- Birth name: Jerry Jan Ross
- Born: May 1, 1933 Philadelphia, Pennsylvania, United States
- Died: October 4, 2017 (aged 84) Meadowbrook, Pennsylvania, United States
- Occupation(s): Songwriter, record producer

= Jerry Ross (music producer) =

Jerry Jan Ross (May 1, 1933 – October 4, 2017) was an American songwriter, A&R man, record producer, and record label owner. As a writer, his greatest success was with "I'm Gonna Make You Love Me," which he co-wrote with his protégé Kenny Gamble and Leon Huff. His greatest successes as a producer include "Sunny" by Bobby Hebb, and he also released "Venus" by Shocking Blue in the United States.
Jerry produced The Mob on their self-titled first album in 1970.

==Biography==
Ross was born in Philadelphia, and grew up with aspirations to be a trumpeter and singer before deciding to become a songwriter and record producer. After a period in Armed Forces Radio, he studied at Temple University, and began working at WFIL-TV (later WPVI). When Dick Clark began hosting the TV show American Bandstand, Ross became his booth announcer, and also started hosting Clark's WFIL radio show, Caravan of Music.

He set up his own record production and promotion business, Ross Associates, in Philadelphia in the early 1960s, and increasingly became involved in all aspects of the work of record production, "from writing or buying the song, finding the right artist, hiring the crew 'and telling them what I was looking for in a sound.' ... followed by the business part - promoting the music, getting it distributed, into the stores and on the radio." He signed the 17-year-old singer Kenny Gamble to a songwriting contract, and started writing songs with him, including "I'm Gonna Make You Love Me," first recorded by Dee Dee Warwick in 1966 and later an international hit for Diana Ross and the Supremes with the Temptations.

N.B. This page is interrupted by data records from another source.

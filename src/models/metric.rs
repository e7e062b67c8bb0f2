//! Metric identity and static classification

use std::fmt;
use std::str::FromStr;

use rust_decimal::Decimal;
use serde::{Deserialize, Serialize};

/// Stable identifier of a metric, e.g. `revenue` or `advanced-negotiations`
#[derive(Debug, Clone, PartialEq, Eq, PartialOrd, Ord, Hash, Serialize, Deserialize)]
#[serde(transparent)]
pub struct MetricKey(String);

impl MetricKey {
    pub fn new(key: impl Into<String>) -> Self {
        Self(key.into())
    }

    pub fn as_str(&self) -> &str {
        &self.0
    }
}

impl fmt::Display for MetricKey {
    fn fmt(&self, f: &mut fmt::Formatter<'_>) -> fmt::Result {
        f.write_str(&self.0)
    }
}

impl From<&str> for MetricKey {
    fn from(s: &str) -> Self {
        Self(s.to_string())
    }
}

/// Aggregation semantics of a metric.
///
/// A stock is an amount as of a point in time (pipeline value), a flow is an
/// amount accumulated during an interval (revenue recognized in a month).
#[derive(Debug, Clone, Copy, PartialEq, Eq, Hash, Serialize, Deserialize)]
#[serde(rename_all = "lowercase")]
pub enum MetricKind {
    Stock,
    Flow,
}

impl MetricKind {
    /// Roll per-bucket values into the total displayed for the whole range.
    ///
    /// Flows are summed. Stocks report the last bucket only; summing a stock
    /// across buckets counts the same pipeline once per bucket.
    pub fn rollup(&self, bucket_values: &[Decimal]) -> Decimal {
        match self {
            MetricKind::Flow => bucket_values.iter().copied().sum(),
            MetricKind::Stock => bucket_values.last().copied().unwrap_or(Decimal::ZERO),
        }
    }
}

/// Group of metrics served by one external source.
///
/// Cache freshness is decided per family.
#[derive(Debug, Clone, Copy, PartialEq, Eq, PartialOrd, Ord, Hash, Serialize, Deserialize)]
#[serde(rename_all = "lowercase")]
pub enum MetricFamily {
    /// CRM deal pipeline search
    Pipeline,
    /// Accounting profit and loss report
    Financial,
}

impl MetricFamily {
    pub const ALL: [MetricFamily; 2] = [MetricFamily::Pipeline, MetricFamily::Financial];

    pub fn as_str(&self) -> &'static str {
        match self {
            MetricFamily::Pipeline => "pipeline",
            MetricFamily::Financial => "financial",
        }
    }
}

impl fmt::Display for MetricFamily {
    fn fmt(&self, f: &mut fmt::Formatter<'_>) -> fmt::Result {
        f.write_str(self.as_str())
    }
}

impl FromStr for MetricFamily {
    type Err = String;

    fn from_str(s: &str) -> Result<Self, Self::Err> {
        match s.to_lowercase().as_str() {
            "pipeline" => Ok(MetricFamily::Pipeline),
            "financial" => Ok(MetricFamily::Financial),
            _ => Err(format!(
                "Unknown metric family: {}. Use 'pipeline' or 'financial'",
                s
            )),
        }
    }
}

/// How a source extracts records for a metric
#[derive(Debug, Clone, PartialEq, Eq, Serialize, Deserialize)]
#[serde(tag = "type", rename_all = "snake_case")]
pub enum Selector {
    /// Deals currently (or, when `dated`, closed within the window) in a stage
    DealStage { stage_id: String, dated: bool },
    /// Rows of the profit and loss report classified under this metric's key
    ReportCategory,
}

/// Registry entry describing one metric
#[derive(Debug, Clone, PartialEq, Eq, Serialize, Deserialize)]
pub struct MetricDefinition {
    pub key: MetricKey,
    pub label: String,
    pub kind: MetricKind,
    pub family: MetricFamily,
    pub selector: Selector,
}

impl MetricDefinition {
    pub fn is_stock(&self) -> bool {
        self.kind == MetricKind::Stock
    }
}

#[cfg(test)]
mod tests {
    use super::*;

    fn dec(values: &[i64]) -> Vec<Decimal> {
        values.iter().map(|v| Decimal::from(*v)).collect()
    }

    #[test]
    fn test_flow_rollup_sums_buckets() {
        let total = MetricKind::Flow.rollup(&dec(&[100, 200, 0, 300]));
        assert_eq!(total, Decimal::from(600));
    }

    #[test]
    fn test_stock_rollup_takes_last_bucket() {
        let values = dec(&[100, 200, 150, 180]);
        let total = MetricKind::Stock.rollup(&values);
        assert_eq!(total, Decimal::from(180));

        // Regression guard: never the sum for non-uniform buckets
        let sum: Decimal = values.iter().copied().sum();
        assert_ne!(total, sum);
    }

    #[test]
    fn test_rollup_of_empty_series_is_zero() {
        assert_eq!(MetricKind::Flow.rollup(&[]), Decimal::ZERO);
        assert_eq!(MetricKind::Stock.rollup(&[]), Decimal::ZERO);
    }

    #[test]
    fn test_metric_family_from_str() {
        assert_eq!("pipeline".parse::<MetricFamily>(), Ok(MetricFamily::Pipeline));
        assert_eq!("FINANCIAL".parse::<MetricFamily>(), Ok(MetricFamily::Financial));
        assert!("crm".parse::<MetricFamily>().is_err());
    }

    #[test]
    fn test_metric_kind_serialization() {
        assert_eq!(serde_json::to_string(&MetricKind::Stock).unwrap(), "\"stock\"");
        assert_eq!(serde_json::to_string(&MetricKind::Flow).unwrap(), "\"flow\"");
    }

    #[test]
    fn test_selector_deserialization() {
        let selector: Selector =
            serde_json::from_str(r#"{"type":"deal_stage","stage_id":"closedwon","dated":true}"#)
                .unwrap();
        assert_eq!(
            selector,
            Selector::DealStage {
                stage_id: "closedwon".to_string(),
                dated: true
            }
        );
    }
}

In 1965 he moved to New York to work in A&R at Mercury Records, where he worked with musicians including Bobby Hebb, Spanky & Our Gang, Jay & The Techniques, and Jerry Butler, and produced Bobby Hebb's 1966 hit "Sunny". Ross wrote "Mr. Dream Merchant" with Larry Weiss, which was recorded by Jerry Butler and later New Birth. After leaving Mercury, he set up his own record labels, Heritage and Colossus. He came across "Venus" by the Dutch band Shocking Blue that was a hit in Europe, and secured the rights for its release in the United States. "Venus" became a US No. 1 hit on the Colossus label in early 1970. Other songs by Dutch bands he released were "Ma Belle Amie" by Tee-Set and "Little Green Bag" by George Baker Selection the same year. However, he had to shut down Colossus in 1971.

He also worked with Motown for about a year in the early 1970s. In 1972, the label released an album of orchestral pop cover recordings under his name, The Jerry Ross Symposium Vol. II, a previous album of the same format having been released in 1969 by Ross's Colossus label. Both albums were arranged and conducted by Claus Ogerman.

He continued to work as a songwriter, record publisher and promoter in Philadelphia. In 2013 he was inducted into the Philadelphia Music Alliance Walk of Fame.

Ross died of prostate cancer in Meadowbrook, Pennsylvania, at the age of 84.

==Record labels==
Around 1960, he set up the Sheryl Records Inc. label. Later he recorded a local group called The Larks. His efforts paid off and with The Larks recording on his label, they had a hit with "It's Unbelievable" in 1961. Some of the other acts to record for the label were Tommy De Noble, Cleopatra, The Co-Eds and The Del Knights.